With Valentines day just around the corner, adding a little spice to your life might well be on the cards this week! But can getting creative in the kitchen and adding spice to your meals and drinks actually make them more healthful, as well as more delicious?
For optimum health it is often said we should eat a rainbow of colourful foods, and herbs and spices are no exception to this. From the routes of Ancient India, many artisans used spices not only for eating, but also for fabric dyeing, due to their vibrant visual appearances. But they not only considered the use of the various raw spices for their colour, but also for the health benefits. For they believed that the spices used to dye the natural fabrics would be absorbed through the skin, creating positive health benefits to the person wearing them.

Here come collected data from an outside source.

use std::sync::Arc;

use cloud_log_facade::logger;
use cloud_log_facade::request::RequestSnapshot;
use cloud_log_facade::trace::{TraceContext, CLOUD_TRACE_CONTEXT_HEADER};
use cloud_log_facade::{EnvironmentMode, Fields, LogConfig};

fn main() {
    let mode = match std::env::args().nth(1).as_deref() {
        Some("cloud") => EnvironmentMode::Cloud,
        _ => EnvironmentMode::Local,
    };
    let config = Arc::new(
        LogConfig::builder()
            .mode(mode)
            .app_id("teammates-demo")
            .build()
            .expect("config"),
    );
    let log = logger!(config);

    let request = RequestSnapshot::new("GET", "/webapi/join?key=regkey-123&entitytype=student")
        .with_header("User-Agent", "Mozilla/5.0")
        .with_header(CLOUD_TRACE_CONTEXT_HEADER, "105445aa7843bc8bf206b1200/1;o=1")
        .with_header("Cookie", "session=secret");

    let trace = TraceContext::from_cloud_trace_header(Some("105445aa7843bc8bf206b1200/1;o=1"));
    let request_log = log.with_trace(Arc::new(trace));

    let mut user_info = Fields::new();
    user_info.insert("googleId".into(), "alice".into());

    request_log.request(&request, 200, "joined course", &mut user_info, Fields::new());

    // The registration key was propagated into the caller's map.
    println!("userInfo after logging: {}", serde_json::Value::Object(user_info));
}
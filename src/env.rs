//! Environment variable names read by
//! [`LogConfig::from_env`](crate::config::LogConfig::from_env) and
//! [`init_tracing`](crate::init::init_tracing).
//!
//! These are purely helpers; the core types remain decoupled from
//! environment access.

/// `local` / `dev` / `development` or `cloud` / `production` / `prod`.
/// Defaults to local when unset.
pub const LOG_FACADE_ENVIRONMENT_ENV: &str = "LOG_FACADE_ENVIRONMENT";

/// Application id used in trace resource paths. Required in cloud mode.
pub const LOG_FACADE_APP_ID_ENV: &str = "LOG_FACADE_APP_ID";

/// `true` / `false`: whether cloud records carry a `time` field.
pub const LOG_FACADE_TIMESTAMPS_ENV: &str = "LOG_FACADE_TIMESTAMPS";

/// `tracing_subscriber::EnvFilter` directive for [`crate::init`].
pub const LOG_FACADE_FILTER_ENV: &str = "LOG_FACADE_FILTER";

/// Read an environment variable or fall back to a provided default.
pub fn env_or(key: &str, default: &str) -> String {
    std::env::var(key).unwrap_or_else(|_| default.to_string())
}
use axum::{
    Router,
    routing::{get, post},
};

use crate::state::AppState;

use super::controller::{get_attendance_summary, list_attendance, record_attendance};

pub fn init_attendance_router() -> Router<AppState> {
    Router::new()
        .route("/", post(record_attendance).get(list_attendance))
        .route("/summary", get(get_attendance_summary))
}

Whilst fashion and textile processes have moved on considerably since those days, we are embracing more each day, the powerful antioxidant properties of spices within modern day cooking.
And so we've explored the top 3 spices that could have positive benefits on your health....And have put together the perfect Valentines Day three course meal recipes that you are sure to fall in love with!
Menstrual cramps affect up to 90% of younger women . Taking just one quarter of a teaspoon of ginger, three times a day could relieve the severity of menstrual pain as much as traditional pain relief tablets. And taking an eighth of a teaspoon of ginger, twice daily, a week before your period starts, could help relieve some of the symptoms of PMT. The effectiveness of this pain relief during trials however, increased month after month therefore it is understood that to gain the most benefit, this practice should be done on a regular monthly basis.
A spice usually found in Indian and Middle Eastern cuisines, Fenugreek has been linked to improving muscle strength and the ability to increase weight-training output. Fenugreek may also possess certain therapeutic properties in helping to fight cancerous cells within the body.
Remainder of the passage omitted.